Basic Books (a member of the Perseus Book Group)
2010 
258 pages 

There were parts of this book that had me feeling like I was on the edge of a parental cliff, ready to topple over.  I mean, this parenting gig ... there's just so much to think about and to consider, you know? 

As my mother is fond of saying, "I'm so glad you're almost 42."  Meaning that she is glad that she isn't raising me in this day and age, in the era of cyberbullying (because I definitely would have been a cyberbullied kid, no doubt about it) or with the prevalence of chemicals in our sippy cups and juice boxes, and a host of other issues to worry about that weren't on our radar in the 1970s and 1980s. 

But, as Leonard Sax says in Girls on the Edge, this is the world in which we live and the world in which we are raising our daughters.  (The same risks are also there for our sons, of course; it's just that they are different in several significant ways for our girls.)

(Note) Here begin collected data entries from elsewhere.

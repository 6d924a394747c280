//! The `CampusStore` trait.
//!
//! The trait is implemented by storage backends (e.g. `campus-store-sqlite`).
//! The engine depends on this abstraction, not on any concrete backend.
//!
//! Backends must provide three guarantees the engine relies on:
//!
//! - inserts into unique-keyed tables (reactions, conversations) fail with an
//!   error whose [`StoreError::is_conflict`] is `true` instead of duplicating;
//! - [`CampusStore::apply_award`] is one atomic read-modify-write;
//! - [`CampusStore::revise_document`] archives and updates in one transaction.

use std::future::Future;

use uuid::Uuid;

use crate::{
  content::{Content, NewContent, TargetRef},
  conversation::Conversation,
  document::{Document, DocumentPayload, NewDocument, QualityStatus, Revision},
  notification::{NewNotification, Notification},
  reaction::{Reaction, ReactionKey, ReactionKind},
  user::{AwardOutcome, NewUser, PointAward, User},
  vote::{Vote, VoteKey, VoteValue},
};

/// Errors returned by a [`CampusStore`] backend.
pub trait StoreError: std::error::Error + Send + Sync + 'static {
  /// `true` if the operation lost a uniqueness or compare-and-swap race.
  fn is_conflict(&self) -> bool;
}

/// Abstraction over a campus store backend.
///
/// All methods return `Send` futures so the trait can be used in
/// multi-threaded async runtimes.
pub trait CampusStore: Send + Sync {
  type Error: StoreError;

  // ── Users ─────────────────────────────────────────────────────────────

  fn add_user(
    &self,
    input: NewUser,
  ) -> impl Future<Output = Result<User, Self::Error>> + Send + '_;

  /// Retrieve a user by UUID. Returns `None` if not found.
  fn get_user(
    &self,
    id: Uuid,
  ) -> impl Future<Output = Result<Option<User>, Self::Error>> + Send + '_;

  /// Add the award's points and recompute the level, atomically.
  ///
  /// An award already applied for the same `(user, action, subject_key)`
  /// changes nothing and yields [`AwardOutcome::AlreadyAwarded`].
  fn apply_award(
    &self,
    award: PointAward,
  ) -> impl Future<Output = Result<AwardOutcome, Self::Error>> + Send + '_;

  // ── Content ───────────────────────────────────────────────────────────

  fn add_content(
    &self,
    input: NewContent,
  ) -> impl Future<Output = Result<Content, Self::Error>> + Send + '_;

  fn get_content(
    &self,
    id: Uuid,
  ) -> impl Future<Output = Result<Option<Content>, Self::Error>> + Send + '_;

  /// The owner of a reaction/vote target, or `None` if the target does not
  /// exist (or exists under a different kind).
  fn target_owner(
    &self,
    target: TargetRef,
  ) -> impl Future<Output = Result<Option<Uuid>, Self::Error>> + Send + '_;

  /// Point a question at its accepted answer, replacing any previous one.
  /// Returns the previously accepted answer.
  fn set_accepted_answer(
    &self,
    question_id: Uuid,
    answer_id: Uuid,
  ) -> impl Future<Output = Result<Option<Uuid>, Self::Error>> + Send + '_;

  // ── Documents ─────────────────────────────────────────────────────────

  fn add_document(
    &self,
    input: NewDocument,
  ) -> impl Future<Output = Result<Document, Self::Error>> + Send + '_;

  /// Retrieve a live document or an archived snapshot by UUID.
  fn get_document(
    &self,
    id: Uuid,
  ) -> impl Future<Output = Result<Option<Document>, Self::Error>> + Send + '_;

  /// Archive the live row and replace its attributes with `payload`,
  /// bumping the version and resetting the review status.
  ///
  /// Compare-and-swap on `expected_version`: if the live row's version has
  /// moved on, nothing is written and the error is a conflict.
  fn revise_document(
    &self,
    document_id: Uuid,
    expected_version: u32,
    payload: DocumentPayload,
  ) -> impl Future<Output = Result<Revision, Self::Error>> + Send + '_;

  /// Set the review status of a live document. Returns `None` if no live
  /// document has this id.
  fn set_quality_status(
    &self,
    document_id: Uuid,
    status: QualityStatus,
  ) -> impl Future<Output = Result<Option<Document>, Self::Error>> + Send + '_;

  /// Archived snapshots of a document, newest first.
  fn document_history(
    &self,
    document_id: Uuid,
  ) -> impl Future<Output = Result<Vec<Document>, Self::Error>> + Send + '_;

  // ── Notifications ─────────────────────────────────────────────────────

  fn add_notification(
    &self,
    input: NewNotification,
  ) -> impl Future<Output = Result<Notification, Self::Error>> + Send + '_;

  /// Most recent first, at most `limit` rows.
  fn list_notifications(
    &self,
    owner_id: Uuid,
    limit: usize,
  ) -> impl Future<Output = Result<Vec<Notification>, Self::Error>> + Send + '_;

  /// Mark one notification read if, and only if, `owner_id` owns it.
  /// Returns whether a row matched.
  fn mark_notification_read(
    &self,
    owner_id: Uuid,
    notification_id: Uuid,
  ) -> impl Future<Output = Result<bool, Self::Error>> + Send + '_;

  /// Returns the number of rows that flipped from unread to read.
  fn mark_all_notifications_read(
    &self,
    owner_id: Uuid,
  ) -> impl Future<Output = Result<u64, Self::Error>> + Send + '_;

  fn unread_notifications(
    &self,
    owner_id: Uuid,
  ) -> impl Future<Output = Result<u64, Self::Error>> + Send + '_;

  // ── Reactions ─────────────────────────────────────────────────────────

  fn get_reaction(
    &self,
    key: ReactionKey,
  ) -> impl Future<Output = Result<Option<Reaction>, Self::Error>> + Send + '_;

  /// Insert a membership; a duplicate key is a conflict.
  fn add_reaction(
    &self,
    key: ReactionKey,
  ) -> impl Future<Output = Result<Reaction, Self::Error>> + Send + '_;

  /// Returns whether a row was deleted.
  fn remove_reaction(
    &self,
    key: ReactionKey,
  ) -> impl Future<Output = Result<bool, Self::Error>> + Send + '_;

  fn count_reactions(
    &self,
    reaction: ReactionKind,
    target: TargetRef,
  ) -> impl Future<Output = Result<u64, Self::Error>> + Send + '_;

  // ── Votes ─────────────────────────────────────────────────────────────

  /// Insert or replace the actor's vote on the target.
  fn upsert_vote(
    &self,
    key: VoteKey,
    value: VoteValue,
  ) -> impl Future<Output = Result<Vote, Self::Error>> + Send + '_;

  fn get_vote(
    &self,
    key: VoteKey,
  ) -> impl Future<Output = Result<Option<Vote>, Self::Error>> + Send + '_;

  /// Sum of all vote values on the target.
  fn score(
    &self,
    target: TargetRef,
  ) -> impl Future<Output = Result<i64, Self::Error>> + Send + '_;

  // ── Conversations ─────────────────────────────────────────────────────

  /// Find the conversation between two users, whichever way round it was
  /// stored.
  fn find_conversation(
    &self,
    a: Uuid,
    b: Uuid,
  ) -> impl Future<Output = Result<Option<Conversation>, Self::Error>> + Send + '_;

  /// Insert a conversation; an existing pair is a conflict.
  fn add_conversation(
    &self,
    a: Uuid,
    b: Uuid,
  ) -> impl Future<Output = Result<Conversation, Self::Error>> + Send + '_;
}
//! SQLite backend for the campus engine.
//!
//! Wraps [`tokio_rusqlite`] so all database access runs on a dedicated thread
//! without blocking the async runtime. Every call that touches more than one
//! row runs inside a single rusqlite transaction on that thread, which is
//! what makes awards and version uploads atomic.

mod encode;
mod schema;
mod store;

pub mod error;

pub use error::{Error, Result};
pub use store::SqliteStore;

#[cfg(test)]
mod tests;
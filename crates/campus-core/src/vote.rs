//! Signed votes and the accepted-answer outcome.

use chrono::{DateTime, Utc};
use serde::{Deserialize, Serialize};
use uuid::Uuid;

use crate::{Error, Result, content::TargetRef};

/// A vote's value: `-1` or `+1`, nothing else.
#[derive(Debug, Clone, Copy, PartialEq, Eq, Serialize, Deserialize)]
#[serde(try_from = "i8", into = "i8")]
pub enum VoteValue {
  Down,
  Up,
}

impl VoteValue {
  pub fn as_i8(self) -> i8 {
    match self {
      Self::Down => -1,
      Self::Up => 1,
    }
  }
}

impl TryFrom<i8> for VoteValue {
  type Error = Error;

  fn try_from(value: i8) -> Result<Self> {
    match value {
      -1 => Ok(Self::Down),
      1 => Ok(Self::Up),
      other => Err(Error::Validation(format!(
        "vote value must be -1 or +1, got {other}"
      ))),
    }
  }
}

impl TryFrom<i64> for VoteValue {
  type Error = Error;

  fn try_from(value: i64) -> Result<Self> {
    i8::try_from(value)
      .map_err(|_| {
        Error::Validation(format!("vote value must be -1 or +1, got {value}"))
      })
      .and_then(Self::try_from)
  }
}

impl From<VoteValue> for i8 {
  fn from(value: VoteValue) -> Self { value.as_i8() }
}

/// The unique key of a vote row.
#[derive(Debug, Clone, Copy, PartialEq, Eq, Hash, Serialize, Deserialize)]
pub struct VoteKey {
  pub actor_id: Uuid,
  pub target:   TargetRef,
}

#[derive(Debug, Clone, Serialize, Deserialize)]
pub struct Vote {
  #[serde(flatten)]
  pub key:        VoteKey,
  pub value:      VoteValue,
  pub updated_at: DateTime<Utc>,
}

/// What a vote returns to its caller.
#[derive(Debug, Clone, Copy, PartialEq, Eq, Serialize, Deserialize)]
pub struct VoteOutcome {
  pub value:    VoteValue,
  /// The actor's vote on the target before this one, if any.
  pub previous: Option<VoteValue>,
  /// The target's score after the vote.
  pub score:    i64,
}

/// The result of accepting an answer.
#[derive(Debug, Clone, Copy, PartialEq, Eq, Serialize, Deserialize)]
pub struct Acceptance {
  pub question_id: Uuid,
  pub answer_id:   Uuid,
  /// The answer that was accepted before, if this call replaced one.
  pub replaced:    Option<Uuid>,
}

Sax identifies sexual identity, the cyberbubble, obsessions, and environmental toxins as four factors that are causing more girls than ever before to become depressed and to turn toward self-destructive behaviors.  He presents each issue in detail, with supporting case stories from his psychology practice as well as visits to schools throughout the United States and all over the world.  While these issues are familiar ones, the insights Sax provides were surprising to me and are ones that make this a must-read for anyone raising a girl or working with girls in any capacity. 

The most striking issue to me was the chapter on environmental toxins and how the prevalence of such chemicals, such as bisphenol A (BPA) may be responsible for causing early onset of puberty in some girls.  I've read about this, but never had this issue explained in such a way as Dr. Sax does in Girls on the Edge. 

"BPA is used to make just about every kind of hard plastic, such as a typical baby's bottle. It's also the main ingredient in the resin that lines the inside of the can in most canned foods, such as soup, ravioli, tuna, and vegetables.  It's produced in staggering quantities: more than six billion pounds are manufactured every year. Many studies suggest that humans are exposed to BPA in doses that can mimic the action of female hormones. 

[An] expert panel convened by the NIH agreed that BPA acts like a female hormone in the human body at the kind of exposures that normal people encounter in everyday life, such as eating half a small can of tuna fish, or eating half a small can of pasta.  They agreed that BPA acts like a female hormone in the human body in concentrations of one part per trillion. They concluded that at least 90 percent of people in developed countries have BPA in their tissues at concentration s at or above the threshold that BPA acts like a female hormone .... The expert panel concluded that there is a 'great cause for concern' that exposure to BPA is contributing to 'the early onset of puberty in girls.'" (pg. 107)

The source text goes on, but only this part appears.